> **RECORDED INFORMATION**
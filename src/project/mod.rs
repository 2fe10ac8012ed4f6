//! Project generation: bootstrap a directory, then render the chosen
//! template into its manifest and add the auxiliary files.

pub mod auxiliary;
pub mod guard;

pub use auxiliary::{package_name, Archetype, PreCommitOrigin};
pub use guard::ProjectDirGuard;

use std::fmt::Display;
use std::path::{Path, PathBuf};

use crate::bootstrap::{Bootstrapper, CommandBootstrapper};
use crate::constants::{DEFAULT_TEMPLATE, MANIFEST_FILENAME};
use crate::error::{Error, Result};
use crate::ioutils::{create_dir_all, ensure_absent, write_file};
use crate::renderer::{Bindings, PlaceholderRenderer, TemplateRenderer};
use crate::store::TemplateStore;

/// Per-call inputs of [`ProjectInitializer::create`].
#[derive(Debug, Clone)]
pub struct CreateOptions {
    pub project_name: String,
    pub template: String,
    /// Defaults to `<working dir>/<project_name>`.
    pub target_dir: Option<PathBuf>,
    pub author_name: Option<String>,
    pub author_email: Option<String>,
}

impl CreateOptions {
    pub fn new<S: Into<String>>(project_name: S) -> Self {
        Self {
            project_name: project_name.into(),
            template: DEFAULT_TEMPLATE.to_string(),
            target_dir: None,
            author_name: None,
            author_email: None,
        }
    }

    pub fn template<S: Into<String>>(mut self, template: S) -> Self {
        self.template = template.into();
        self
    }

    pub fn target_dir<P: Into<PathBuf>>(mut self, target_dir: P) -> Self {
        self.target_dir = Some(target_dir.into());
        self
    }

    pub fn author<S: Into<String>>(mut self, name: S, email: Option<String>) -> Self {
        self.author_name = Some(name.into());
        self.author_email = email;
        self
    }
}

/// Outcome of a successful project creation.
#[derive(Debug, Clone, PartialEq, Eq)]
pub struct CreatedProject {
    pub name: String,
    pub template: String,
    pub location: PathBuf,
    pub bindings: Bindings,
    pub starter_file: Option<PathBuf>,
    pub pre_commit: PreCommitOrigin,
    pub next_steps: Vec<String>,
}

impl Display for CreatedProject {
    fn fmt(&self, f: &mut std::fmt::Formatter<'_>) -> std::fmt::Result {
        writeln!(
            f,
            "Successfully created project '{}' using template '{}'",
            self.name, self.template
        )?;
        writeln!(f, "Project location: {}", self.location.display())?;
        write!(f, "Next steps:")?;
        for step in &self.next_steps {
            write!(f, "\n   {step}")?;
        }
        Ok(())
    }
}

/// Creates projects from templates held in a [`TemplateStore`].
pub struct ProjectInitializer {
    store: TemplateStore,
    bootstrapper: Box<dyn Bootstrapper>,
    renderer: Box<dyn TemplateRenderer>,
    working_dir: PathBuf,
    pre_commit_source: Option<PathBuf>,
}

impl ProjectInitializer {
    /// Uses `uv init`, the verbatim placeholder policy, the current directory
    /// and the pre-commit file next to the executable.
    pub fn new(store: TemplateStore) -> Result<Self> {
        Ok(Self {
            store,
            bootstrapper: Box::new(CommandBootstrapper::default()),
            renderer: Box::new(PlaceholderRenderer::default()),
            working_dir: std::env::current_dir()?,
            pre_commit_source: auxiliary::default_pre_commit_source(),
        })
    }

    pub fn with_bootstrapper(mut self, bootstrapper: Box<dyn Bootstrapper>) -> Self {
        self.bootstrapper = bootstrapper;
        self
    }

    pub fn with_renderer(mut self, renderer: Box<dyn TemplateRenderer>) -> Self {
        self.renderer = renderer;
        self
    }

    pub fn with_working_dir<P: Into<PathBuf>>(mut self, working_dir: P) -> Self {
        self.working_dir = working_dir.into();
        self
    }

    pub fn with_pre_commit_source(mut self, source: Option<PathBuf>) -> Self {
        self.pre_commit_source = source;
        self
    }

    /// Creates a new project.
    ///
    /// # Errors
    /// * `AlreadyExists` - the target directory is present; nothing is touched
    /// * `BootstrapFailed` - the bootstrap command failed
    /// * `TemplateNotFound` - the template is not in the store
    /// * `ProjectCreation` - rendering or writing files failed
    ///
    /// Every error after the directory has been created removes it again.
    pub fn create(&self, options: CreateOptions) -> Result<CreatedProject> {
        let CreateOptions { project_name, template, target_dir, author_name, author_email } =
            options;
        let bindings = Bindings::resolve(&project_name, author_name, author_email);
        let explicit_target = target_dir.is_some();
        let project_dir =
            ensure_absent(target_dir.unwrap_or_else(|| self.working_dir.join(&project_name)))?;

        create_dir_all(&project_dir)?;
        let guard = ProjectDirGuard::new(&project_dir);
        log::info!("Created project directory {}", project_dir.display());

        self.bootstrapper.bootstrap(&project_dir)?;
        log::info!("Bootstrapped with `{}`", self.bootstrapper.describe(&project_dir));

        let body = self.store.read(&template)?;

        let (starter_file, pre_commit) = self
            .populate(&project_dir, &template, &body, &bindings)
            .map_err(|e| Error::ProjectCreation {
                project: project_name.clone(),
                source: Box::new(e),
            })?;

        guard.disarm();

        let cd_target =
            if explicit_target { project_dir.display().to_string() } else { project_name.clone() };
        Ok(CreatedProject {
            name: project_name,
            template,
            location: project_dir,
            bindings,
            starter_file,
            pre_commit,
            next_steps: vec![format!("cd {cd_target}"), "uv sync".to_string()],
        })
    }

    /// Writes the manifest, the starter file and the pre-commit configuration.
    fn populate(
        &self,
        project_dir: &Path,
        template: &str,
        body: &str,
        bindings: &Bindings,
    ) -> Result<(Option<PathBuf>, PreCommitOrigin)> {
        let manifest = self.renderer.render(body, bindings)?;
        write_file(&manifest, project_dir.join(MANIFEST_FILENAME))?;
        log::info!("Wrote {MANIFEST_FILENAME} from template '{template}'");

        let starter_file =
            auxiliary::write_starter_file(project_dir, template, &bindings.project_name)?;
        let pre_commit =
            auxiliary::write_pre_commit_config(project_dir, self.pre_commit_source.as_deref())?;
        Ok((starter_file, pre_commit))
    }
}

#[cfg(test)]
mod tests {
    use super::*;

    #[test]
    fn create_options_default_to_basic_template() {
        let options = CreateOptions::new("demo");
        assert_eq!(options.template, DEFAULT_TEMPLATE);
        assert!(options.target_dir.is_none());
        assert!(options.author_name.is_none());
    }

    #[test]
    fn report_lists_location_and_next_steps() {
        let created = CreatedProject {
            name: "demo".to_string(),
            template: "basic".to_string(),
            location: PathBuf::from("/work/demo"),
            bindings: Bindings::resolve("demo", Some("A".to_string()), None),
            starter_file: None,
            pre_commit: PreCommitOrigin::Default,
            next_steps: vec!["cd demo".to_string(), "uv sync".to_string()],
        };
        assert_eq!(
            created.to_string(),
            "Successfully created project 'demo' using template 'basic'\n\
             Project location: /work/demo\n\
             Next steps:\n   cd demo\n   uv sync"
        );
    }
}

> **WORK TO COMPLETE**
I would like you to report every line in the listing above that contains "renderer".

> **TASK RESPONSE**
use crate::renderer::{Bindings, PlaceholderRenderer, TemplateRenderer};
    renderer: Box<dyn TemplateRenderer>,
            renderer: Box::new(PlaceholderRenderer::default()),
    pub fn with_renderer(mut self, renderer: Box<dyn TemplateRenderer>) -> Self {
        self.renderer = renderer;
        let manifest = self.renderer.render(body, bindings)?;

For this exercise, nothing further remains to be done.